*** Begin section ***

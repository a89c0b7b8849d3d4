//! Fixed cubic domain walls.
//!
//! The fluid lives in the axis-aligned cube `[-e, e]^3`. After integration,
//! any particle that left the cube is clamped back onto the wall it crossed
//! and the corresponding velocity component is reflected and damped:
//! ```text
//! v_axis *= -(1 - damping)
//! ```
//! Each axis is handled independently, so a particle leaving through a corner
//! is clamped on several axes in the same pass.

use crate::particle::ParticleArrays;

/// Axis-aligned cubic domain centered on the origin.
#[derive(Debug, Clone, Copy, PartialEq)]
pub struct DomainBoundary {
    /// Half side length `e` of the cube `[-e, e]^3`.
    pub half_extent: f32,
    /// Fraction of the normal velocity lost on contact, in [0, 1].
    pub damping: f32,
}

impl DomainBoundary {
    /// Create a boundary for the cube `[-half_extent, half_extent]^3`.
    pub fn new(half_extent: f32, damping: f32) -> Self {
        Self {
            half_extent,
            damping,
        }
    }

    /// Clamp every particle into the domain and reflect outgoing velocity.
    ///
    /// # Returns
    /// Number of wall contacts (one per clamped axis).
    pub fn apply_boundaries(&self, particles: &mut ParticleArrays) -> usize {
        let e = self.half_extent;
        let restitution = -(1.0 - self.damping);
        let mut contacts = 0;

        let ParticleArrays {
            x, y, z, vx, vy, vz, ..
        } = particles;

        for (pos, vel) in [(x, vx), (y, vy), (z, vz)] {
            for (p, v) in pos.iter_mut().zip(vel.iter_mut()) {
                if *p < -e {
                    *p = -e;
                } else if *p > e {
                    *p = e;
                } else {
                    continue;
                }
                *v *= restitution;
                contacts += 1;
            }
        }

        contacts
    }

    /// `true` if `pos` lies inside the closed cube.
    pub fn contains(&self, pos: [f32; 3]) -> bool {
        pos.iter().all(|c| (-self.half_extent..=self.half_extent).contains(c))
    }
}

impl Default for DomainBoundary {
    fn default() -> Self {
        Self::new(1.0, 0.1)
    }
}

*** End section ***

■ **What needs to be done**
Search the records for the string "cubic" and return every line in which it occurs.

■ **Problem solution**
//! Fixed cubic domain walls.
/// Axis-aligned cubic domain centered on the origin.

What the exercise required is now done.